Допустим следующее. Эксцентричный (таким по мнению историков был 5-й Рэтленд и еще многие Мэннерсы – Г.) подросток, сделавшийся графом в 11 лет, написал две поистине шекспировские драмы и передал их слугам лорда-камергера через своего фактотума Шакспера. Грин, не имея понятия о том, кто именно является автором пьес о королеве Маргарите – женщине с сердцем тигра, догадался, что актер с таким же сердцем – подставное лицо (версия И.Гилилова). Юный Великий Бард был, с одной стороны, польщен тем, что известный писатель использовал его стих, пускай и в ругательных целях, с другой – встревожен тем, что Грин так близко подобрался к тайне, которую, как уверяет автор "Игры", сам Рэтленд и посвященные готовы были сохранять почти любой ценой. С Четлом "поговорили", и этот литератор принес печатные извинения. Правда, непонятно кому: услужливому Шаксперу или самому графу? Судя по смыслу, стилю, интонации – самому Барду, с которым он не был знаком до выхода "На грош ума", а после – познакомился.

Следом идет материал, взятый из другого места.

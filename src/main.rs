#![doc(
    html_logo_url = "https://raw.githubusercontent.com/nav-solutions/.github/master/logos/logo2.jpg"
)]
#![doc = include_str!("../README.md")]
#![cfg_attr(docsrs, feature(doc_cfg))]
#![allow(clippy::type_complexity)]

/*
 * RTCM-CASTER is part of the nav-solutions framework.
 * Authors: Guillaume W. Bres <guillaume.bressaix@gmail.com> et al,
 * (cf. https://github.com/nav-solutions/rtcm-caster/graphs/contributors)
 * This framework is shipped under Mozilla Public V2 license.
 *
 * Documentation: https://github.com/nav-solutions/rtcm-caster
 */

use env_logger::{Builder, Target};

use log::{debug, error, info, warn};

use tokio::{signal, sync::mpsc};

use std::io::Read;

use rtcm_caster::{
    prelude::{
        Context, Duration, Encoder, Epoch, Frame, FrameSplitter, GalileoEphemeris,
        GlonassEphemeris, GlonassUtcModel, GpsEphemeris, MessageType, Publisher, RtcmError,
        Server, StationArp, TimeScale, build_1029_at, read_1005, read_1019, read_1020,
        read_1045,
    },
    utils::to_hex,
};

mod cli;
mod config;
mod input;
mod runtime;

use crate::{
    cli::Cli,
    config::StationConfig,
    input::{Input, Inputs},
    runtime::Runtime,
};

/// Builds one cycle of station messages: antenna reference point,
/// antenna descriptor and text, when available.
fn station_messages(
    encoder: &mut Encoder,
    station: &StationConfig,
    text: Option<&str>,
    t: Epoch,
) -> Vec<Result<Frame, RtcmError>> {
    let arp = station.arp();
    let antenna = station.antenna();

    let ctx = Context {
        station: Some(&arp),
        antenna: antenna.as_ref(),
        ..Default::default()
    };

    let arp_msg = if station.antenna_height_m > 0.0 {
        MessageType::StationArpHeight
    } else {
        MessageType::StationArp
    };

    let mut messages = vec![arp_msg];
    if antenna.is_some() {
        messages.push(MessageType::AntennaDescriptor);
    }

    let mut frames = Vec::with_capacity(3);

    for msg in messages {
        match encoder.build(msg, &ctx) {
            Ok(built) => frames.extend(built.into_iter().map(Ok)),
            Err(e) => frames.push(Err(e)),
        }
    }

    if let Some(text) = text {
        frames.push(build_1029_at(station.station_id, t, text));
    }

    frames
}

/// Logs the content of frames we know how to read
fn describe(frame: &Frame) -> Result<(), RtcmError> {
    match frame.message_number() {
        1005 | 1006 => {
            let mut arp = StationArp::default();
            read_1005(frame.as_bytes(), &mut arp)?;
            info!(
                "station #{} - ARP x={:.4}m y={:.4}m z={:.4}m",
                arp.station_id, arp.x_m, arp.y_m, arp.z_m
            );
        },
        1019 => {
            let mut eph = GpsEphemeris::default();
            read_1019(frame.as_bytes(), &mut eph)?;
            info!("G{:02} - ephemeris week={} toe={}", eph.prn, eph.week, eph.toe);
            debug!("{:?}", eph);
        },
        1020 => {
            let mut eph = GlonassEphemeris::default();
            let mut utc = GlonassUtcModel::default();
            read_1020(frame.as_bytes(), &mut eph, &mut utc)?;
            info!("R{:02} - ephemeris tb={}s", eph.slot, eph.tb);
            debug!("{:?}", eph);
        },
        1045 => {
            let mut eph = GalileoEphemeris::default();
            read_1045(frame.as_bytes(), &mut eph)?;
            info!("E{:02} - ephemeris week={} toe={}", eph.prn, eph.week, eph.toe);
            debug!("{:?}", eph);
        },
        msg => {
            debug!("{} - {} bytes", msg, frame.len());
        },
    }
    Ok(())
}

/// Splits the input files into RTCM frames
fn ingest(mut inputs: Inputs, tx: mpsc::Sender<Frame>) {
    let mut buffer = [0; 4096];
    let mut splitter = FrameSplitter::new();

    loop {
        match inputs.read(&mut buffer) {
            Ok(0) => break,
            Ok(size) => {
                splitter.extend(&buffer[..size]);

                for frame in splitter.by_ref() {
                    if tx.blocking_send(frame).is_err() {
                        return;
                    }
                }
            },
            Err(e) => {
                error!("I/O error: {}", e);
                break;
            },
        }
    }

    if splitter.dropped > 0 {
        warn!("{} bytes did not belong to any valid frame", splitter.dropped);
    }
}

fn publish(rtm: &mut Runtime, publisher: &Publisher, frame: Frame) {
    debug!("publishing {}", to_hex(frame.as_bytes()));
    rtm.published(&frame);

    if let Err(e) = publisher.publish(frame.into_bytes()) {
        error!("failed to publish: {}", e);
    }
}

#[tokio::main]
pub async fn main() {
    let mut builder = Builder::from_default_env();

    builder
        .target(Target::Stdout)
        .format_timestamp_secs()
        .format_module_path(false)
        .init();

    let cfg_precision = Duration::from_seconds(1.0);

    let t_utc = Epoch::now()
        .unwrap_or_else(|e| panic!("Failed to determine system time: {}", e))
        .to_time_scale(TimeScale::UTC);

    // cli
    let cli = Cli::new();

    let station = cli.station_config();
    let period = cli.period();
    let text = cli.text().cloned();

    // input files
    let mut inputs = Inputs::new();
    for path in cli.filepaths() {
        inputs.stack(Input::open(path));
    }

    let mut ingesting = !inputs.is_empty();
    let (ingest_tx, mut ingest_rx) = mpsc::channel(128);

    if ingesting {
        tokio::task::spawn_blocking(move || ingest(inputs, ingest_tx));
    }

    // server
    let mut server = Server::new(cli.server_settings());

    server
        .run()
        .unwrap_or_else(|e| panic!("Failed to deploy server: {}", e));

    let publisher = server
        .publisher()
        .unwrap_or_else(|e| panic!("Failed to obtain publisher: {}", e));

    let mut encoder = Encoder::new();
    let mut rtm = Runtime::new(t_utc);

    let mut beacon = tokio::time::interval(std::time::Duration::from_nanos(
        period.total_nanoseconds() as u64,
    ));

    let ctrl_c = signal::ctrl_c();
    tokio::pin!(ctrl_c);

    info!(
        "{} - station #{} deployed",
        t_utc.round(cfg_precision),
        station.station_id
    );

    loop {
        tokio::select! {
            _ = &mut ctrl_c => {
                break;
            },
            _ = beacon.tick() => {
                let t = Epoch::now()
                    .unwrap_or_else(|e| panic!("Failed to determine system time: {}", e))
                    .to_time_scale(TimeScale::UTC);

                rtm.new_epoch(t);

                for built in station_messages(&mut encoder, &station, text.as_deref(), t) {
                    match built {
                        Ok(frame) => publish(&mut rtm, &publisher, frame),
                        Err(e) => {
                            error!("{} - station message error: {}", t.round(cfg_precision), e);
                            rtm.rejected();
                        },
                    }
                }

                debug!(
                    "{} - {} session(s), {} delivered",
                    t.round(cfg_precision),
                    server.sessions(),
                    server.delivered()
                );
            },
            frame = ingest_rx.recv(), if ingesting => match frame {
                Some(frame) => {
                    if let Err(e) = describe(&frame) {
                        warn!("{} - rejected frame: {}", frame.message_number(), e);
                        rtm.rejected();
                    } else {
                        publish(&mut rtm, &publisher, frame);
                    }
                },
                None => {
                    info!("consumed all content");
                    ingesting = false;
                },
            },
        }
    }

    info!("shutting down");

    if let Err(e) = server.stop() {
        error!("failed to stop server: {}", e);
    }

    rtm.report();
}
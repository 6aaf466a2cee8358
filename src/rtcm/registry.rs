//! Message type registry: every supported message type maps to the
//! function that builds it out of a [Context].
use gnss::prelude::Constellation;

use crate::rtcm::{
    Error,
    ephemeris::{Ephemerides, GlonassUtcModel},
    frame::Frame,
    legacy::{RtkContent, build_rtk_observables},
    lock::LockTimeTable,
    msm::{MsmKind, build_msm, build_msm_epoch},
    navigation::{build_1019, build_1020, build_1045},
    observation::{ObservationSettings, Observations},
    ssr::{IGS_SSR_MESSAGE, SsrCorrections, build_igm01, build_igm02, build_igm03, build_igm05},
    station::{AntennaDescriptor, StationArp, build_1005, build_1006, build_1008, build_1029},
};

/// Supported message types
#[derive(Debug, Clone, Copy, PartialEq, Eq, Hash)]
pub enum MessageType {
    /// 1001 to 1004 (GPS), 1009 to 1012 (GLONASS)
    Rtk(RtkContent, Constellation),
    /// 1005
    StationArp,
    /// 1006
    StationArpHeight,
    /// 1008
    AntennaDescriptor,
    /// 1029
    Text,
    /// 1019
    GpsEphemeris,
    /// 1020
    GlonassEphemeris,
    /// 1045
    GalileoEphemeris,
    /// 1071-1077, 1081-1087, 1091-1097
    Msm(MsmKind, Constellation),
    /// One MSM per constellation present in the epoch
    MsmEpoch(MsmKind),
    /// IGS SSR orbit corrections
    Igm01,
    /// IGS SSR clock corrections
    Igm02,
    /// IGS SSR combined orbit and clock corrections
    Igm03,
    /// IGS SSR code biases
    Igm05,
}

/// Message builder
type BuildFn = fn(&MessageType, &mut LockTimeTable, &Context) -> Result<Vec<Frame>, Error>;

const RTK_CONTENTS: [RtkContent; 4] = [
    RtkContent::L1,
    RtkContent::ExtendedL1,
    RtkContent::L1L2,
    RtkContent::ExtendedL1L2,
];

const MSM_KINDS: [MsmKind; 7] = [
    MsmKind::Msm1,
    MsmKind::Msm2,
    MsmKind::Msm3,
    MsmKind::Msm4,
    MsmKind::Msm5,
    MsmKind::Msm6,
    MsmKind::Msm7,
];

impl MessageType {
    /// Identifies a message type from its message number.
    /// IGS SSR messages share number 4076 and cannot be identified this way.
    pub fn from_number(number: u16) -> Option<Self> {
        match number {
            1001..=1004 => Some(Self::Rtk(
                RTK_CONTENTS[(number - 1001) as usize],
                Constellation::GPS,
            )),
            1009..=1012 => Some(Self::Rtk(
                RTK_CONTENTS[(number - 1009) as usize],
                Constellation::Glonass,
            )),
            1005 => Some(Self::StationArp),
            1006 => Some(Self::StationArpHeight),
            1008 => Some(Self::AntennaDescriptor),
            1029 => Some(Self::Text),
            1019 => Some(Self::GpsEphemeris),
            1020 => Some(Self::GlonassEphemeris),
            1045 => Some(Self::GalileoEphemeris),
            1071..=1077 => Some(Self::Msm(
                MSM_KINDS[(number - 1071) as usize],
                Constellation::GPS,
            )),
            1081..=1087 => Some(Self::Msm(
                MSM_KINDS[(number - 1081) as usize],
                Constellation::Glonass,
            )),
            1091..=1097 => Some(Self::Msm(
                MSM_KINDS[(number - 1091) as usize],
                Constellation::Galileo,
            )),
            _ => None,
        }
    }

    /// Message number. [Self::MsmEpoch] reports its GPS number.
    pub fn number(&self) -> u16 {
        match self {
            Self::Rtk(content, constellation) => content.message_number(*constellation).unwrap_or(0),
            Self::StationArp => 1005,
            Self::StationArpHeight => 1006,
            Self::AntennaDescriptor => 1008,
            Self::Text => 1029,
            Self::GpsEphemeris => 1019,
            Self::GlonassEphemeris => 1020,
            Self::GalileoEphemeris => 1045,
            Self::Msm(kind, constellation) => kind.message_number(*constellation).unwrap_or(0),
            Self::MsmEpoch(kind) => 1070 + kind.number(),
            Self::Igm01 | Self::Igm02 | Self::Igm03 | Self::Igm05 => IGS_SSR_MESSAGE,
        }
    }

    fn builder(&self) -> BuildFn {
        match self {
            Self::Rtk(..) => build_rtk,
            Self::StationArp | Self::StationArpHeight => build_arp,
            Self::AntennaDescriptor => build_antenna,
            Self::Text => build_text,
            Self::GpsEphemeris | Self::GlonassEphemeris | Self::GalileoEphemeris => {
                build_ephemeris
            },
            Self::Msm(..) | Self::MsmEpoch(..) => build_msm_frames,
            Self::Igm01 | Self::Igm02 | Self::Igm03 | Self::Igm05 => build_ssr,
        }
    }
}

impl std::fmt::Display for MessageType {
    fn fmt(&self, f: &mut std::fmt::Formatter<'_>) -> std::fmt::Result {
        match self {
            Self::Igm01 => write!(f, "IGM01"),
            Self::Igm02 => write!(f, "IGM02"),
            Self::Igm03 => write!(f, "IGM03"),
            Self::Igm05 => write!(f, "IGM05"),
            Self::MsmEpoch(kind) => write!(f, "MSM{}", kind.number()),
            _ => write!(f, "{}", self.number()),
        }
    }
}

/// Everything a message may be built from
#[derive(Debug, Default, Clone, Copy)]
pub struct Context<'a> {
    pub ephemerides: Ephemerides<'a>,
    /// Receiver time of week (s)
    pub obs_time: f64,
    pub observations: Option<&'a Observations>,
    pub settings: ObservationSettings,
    pub station: Option<&'a StationArp>,
    pub antenna: Option<&'a AntennaDescriptor>,
    pub text: Option<&'a str>,
    pub glonass_utc: Option<&'a GlonassUtcModel>,
    pub ssr: Option<&'a SsrCorrections>,
}

impl<'a> Context<'a> {
    fn observations(&self) -> Result<&'a Observations, Error> {
        self.observations.ok_or(Error::MissingInput("observations"))
    }
}

fn build_rtk(
    msg: &MessageType,
    lock: &mut LockTimeTable,
    ctx: &Context,
) -> Result<Vec<Frame>, Error> {
    let MessageType::Rtk(content, constellation) = msg else {
        return Err(Error::MissingInput("observation content"));
    };
    let frame = build_rtk_observables(
        lock,
        *content,
        *constellation,
        &ctx.ephemerides,
        ctx.obs_time,
        ctx.observations()?,
        &ctx.settings,
    )?;
    Ok(vec![frame])
}

fn build_arp(msg: &MessageType, _: &mut LockTimeTable, ctx: &Context) -> Result<Vec<Frame>, Error> {
    let station = ctx.station.ok_or(Error::MissingInput("station"))?;
    let frame = if *msg == MessageType::StationArpHeight {
        build_1006(station)?
    } else {
        build_1005(station)?
    };
    Ok(vec![frame])
}

fn build_antenna(_: &MessageType, _: &mut LockTimeTable, ctx: &Context) -> Result<Vec<Frame>, Error> {
    let antenna = ctx.antenna.ok_or(Error::MissingInput("antenna descriptor"))?;
    Ok(vec![build_1008(antenna)?])
}

fn build_text(_: &MessageType, _: &mut LockTimeTable, ctx: &Context) -> Result<Vec<Frame>, Error> {
    let text = ctx.text.ok_or(Error::MissingInput("text"))?;
    let eph = ctx.ephemerides.gps.ok_or(Error::MissingEphemeris("GPS"))?;
    Ok(vec![build_1029(ctx.settings.station_id, eph, ctx.obs_time, text)?])
}

fn build_ephemeris(
    msg: &MessageType,
    _: &mut LockTimeTable,
    ctx: &Context,
) -> Result<Vec<Frame>, Error> {
    let eph = &ctx.ephemerides;
    let frame = match msg {
        MessageType::GlonassEphemeris => {
            let glonass = eph.glonass.ok_or(Error::MissingEphemeris("GLONASS"))?;
            let utc = ctx.glonass_utc.copied().unwrap_or_default();
            build_1020(glonass, &utc)?
        },
        MessageType::GalileoEphemeris => {
            build_1045(eph.galileo.ok_or(Error::MissingEphemeris("Galileo"))?)?
        },
        _ => build_1019(eph.gps.ok_or(Error::MissingEphemeris("GPS"))?)?,
    };
    Ok(vec![frame])
}

fn build_msm_frames(
    msg: &MessageType,
    lock: &mut LockTimeTable,
    ctx: &Context,
) -> Result<Vec<Frame>, Error> {
    let observations = ctx.observations()?;
    match msg {
        MessageType::Msm(kind, constellation) => Ok(vec![build_msm(
            lock,
            *kind,
            *constellation,
            &ctx.ephemerides,
            ctx.obs_time,
            observations,
            &ctx.settings,
        )?]),
        MessageType::MsmEpoch(kind) => build_msm_epoch(
            lock,
            *kind,
            &ctx.ephemerides,
            ctx.obs_time,
            observations,
            &ctx.settings,
        ),
        _ => Err(Error::MissingInput("MSM kind")),
    }
}

fn build_ssr(msg: &MessageType, _: &mut LockTimeTable, ctx: &Context) -> Result<Vec<Frame>, Error> {
    let ssr = ctx.ssr.ok_or(Error::MissingInput("SSR corrections"))?;
    match msg {
        MessageType::Igm01 => build_igm01(ssr),
        MessageType::Igm02 => build_igm02(ssr),
        MessageType::Igm03 => build_igm03(ssr),
        _ => build_igm05(ssr),
    }
}

/// Stateful message encoder: owns the lock time table shared by
/// every observation message it builds.
#[derive(Debug, Default, Clone)]
pub struct Encoder {
    lock: LockTimeTable,
}

impl Encoder {
    pub fn new() -> Self {
        Self::default()
    }

    pub fn lock_table(&self) -> &LockTimeTable {
        &self.lock
    }

    /// Builds one message type. Most types produce a single frame,
    /// [MessageType::MsmEpoch] and the SSR messages may produce several.
    pub fn build(&mut self, msg: MessageType, ctx: &Context) -> Result<Vec<Frame>, Error> {
        (msg.builder())(&msg, &mut self.lock, ctx)
    }
}
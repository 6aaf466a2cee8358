use clap::{Arg, ArgAction, ArgMatches, ColorChoice, Command};

use std::net::IpAddr;

use rtcm_caster::prelude::{Duration, ServerSettings};

use crate::config::StationConfig;

pub struct Cli {
    /// Arguments passed by user
    matches: ArgMatches,
}

impl Cli {
    /// Build new command line interface
    pub fn new() -> Self {
        Self {
            matches: {
                Command::new("rtcm-caster")
                    .author("Guillaume W. Bres, <guillaume.bressaix@gmail.com>")
                    .version(env!("CARGO_PKG_VERSION"))
                    .about("RTCM 3 caster: broadcasts reference station messages over TCP")
                    .color(ColorChoice::Always)
                    .next_help_heading("Server")
                    .arg(
                        Arg::new("port")
                            .short('p')
                            .long("port")
                            .value_name("PORT")
                            .help("Listening port. Default is 2101"),
                    )
                    .arg(
                        Arg::new("bind")
                            .long("bind")
                            .value_name("ADDRESS")
                            .help("Listening address. Default is 0.0.0.0"),
                    )
                    .arg(
                        Arg::new("raw")
                            .long("raw")
                            .action(ArgAction::SetTrue)
                            .help("Serve bare RTCM frames. By default, each frame is preceded by a \"GSdddd\" length header."),
                    )
                    .next_help_heading("Reference station")
                    .arg(
                        Arg::new("config")
                            .short('c')
                            .long("config")
                            .value_name("FILE")
                            .help("Station configuration (JSON): coordinates, antenna, constellations."),
                    )
                    .arg(
                        Arg::new("station-id")
                            .short('s')
                            .long("station-id")
                            .value_name("ID")
                            .help("Reference station ID (0-4095). Overrides the configuration file."),
                    )
                    .arg(
                        Arg::new("period")
                            .long("period")
                            .value_name("DURATION")
                            .help("Station messages (1005/1006, 1008, 1029) period. Default is 10 s"),
                    )
                    .arg(
                        Arg::new("text")
                            .short('t')
                            .long("text")
                            .value_name("TEXT")
                            .help("Text message (1029) appended to every station cycle"),
                    )
                    .next_help_heading("Ingest")
                    .arg(
                        Arg::new("file")
                            .short('f')
                            .long("file")
                            .action(ArgAction::Append)
                            .value_name("FILE")
                            .help("RTCM file to republish (gzip compressed files are supported). Can be repeated."),
                    )
                    .get_matches()
            },
        }
    }

    pub fn filepaths(&self) -> Vec<&String> {
        if let Some(files) = self.matches.get_many::<String>("file") {
            files.collect()
        } else {
            vec![]
        }
    }

    fn port(&self) -> u16 {
        if let Some(port) = self.matches.get_one::<String>("port") {
            port.trim()
                .parse::<u16>()
                .unwrap_or_else(|e| panic!("Invalid port: {}", e))
        } else {
            2101
        }
    }

    fn address(&self) -> IpAddr {
        if let Some(address) = self.matches.get_one::<String>("bind") {
            address
                .trim()
                .parse::<IpAddr>()
                .unwrap_or_else(|e| panic!("Invalid address: {}", e))
        } else {
            ServerSettings::default().address
        }
    }

    pub fn server_settings(&self) -> ServerSettings {
        ServerSettings {
            port: self.port(),
            address: self.address(),
            raw: self.matches.get_flag("raw"),
        }
    }

    pub fn station_config(&self) -> StationConfig {
        let mut config = if let Some(path) = self.matches.get_one::<String>("config") {
            StationConfig::from_file(path)
        } else {
            StationConfig::default()
        };

        if let Some(id) = self.matches.get_one::<String>("station-id") {
            config.station_id = id
                .trim()
                .parse::<u16>()
                .unwrap_or_else(|e| panic!("Invalid station ID: {}", e));
        }

        assert!(
            config.station_id < 4096,
            "Invalid station ID: {} does not fit in 12 bits",
            config.station_id
        );

        config
    }

    pub fn period(&self) -> Duration {
        if let Some(period) = self.matches.get_one::<String>("period") {
            let dt = period
                .trim()
                .parse::<Duration>()
                .unwrap_or_else(|e| panic!("Invalid duration: {}", e));

            if dt.total_nanoseconds() < 1_000_000_000 {
                panic!("Station period is limited to 1s");
            }
            dt
        } else {
            Duration::from_seconds(10.0)
        }
    }

    pub fn text(&self) -> Option<&String> {
        self.matches.get_one::<String>("text")
    }
}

Тут надо начать новый абзац и повторить ключевое слово: познакомился. Означает ли это, что Четл не просто легко отделался от ревнителей страшной тайны, а еще стал одним из, так сказать, посвященцев? Или он все-таки познакомился не со школяром из Кембриджа, а с актером? И поверил в авторство последнего, а также убедился, что у него не только обличье, но и сердце вовсе не тигриное? Ох, и тернист же этот нестратфордианский путь! Особенно – для человека, стремящегося все додумать, очертить все детали. Еще один абзац, и я вернусь на стратфордианскую дорогу.
Что бы ни произошло с Четлом, это менее интересно, чем поступки так называемого Великого Барда. Наверняка юноше хотелось, чтобы историю с вороной-выскочкой побыстрее забыли. Ведь он собирался и дальше использовать своего фактотума. И что же? В "Комедии ошибок" Антифол и Дромио Эфесские толкуют о вороне без перьев (подробно – V, 2). В "Генрихе IV" полно мелких намеков на жизнь и поведение Р.Грина. В "Генрихе V" он чуть ли не назван и снова упоминается перо – тоже птичье, но то, которым пишут, а не то, которым украшают себя. И, наконец, в "Гамлете" – речи об украшающих перьях, об актерской труппе, а до этого (II, 2) – о гирканском звере, то есть о тигре. Никакой таинственности. И никакой мстительности: все в шутку – не потому, что жгла потребность к этому вернуться, а потому, что представилась возможность над этим посмеяться. Доказывать не возьмусь, но от формулировки удерживаться не стану. Такой юмор, как в пьесах Шекспира, и такая тайна, о какой твердит Гилилов, суть вещи несовместные.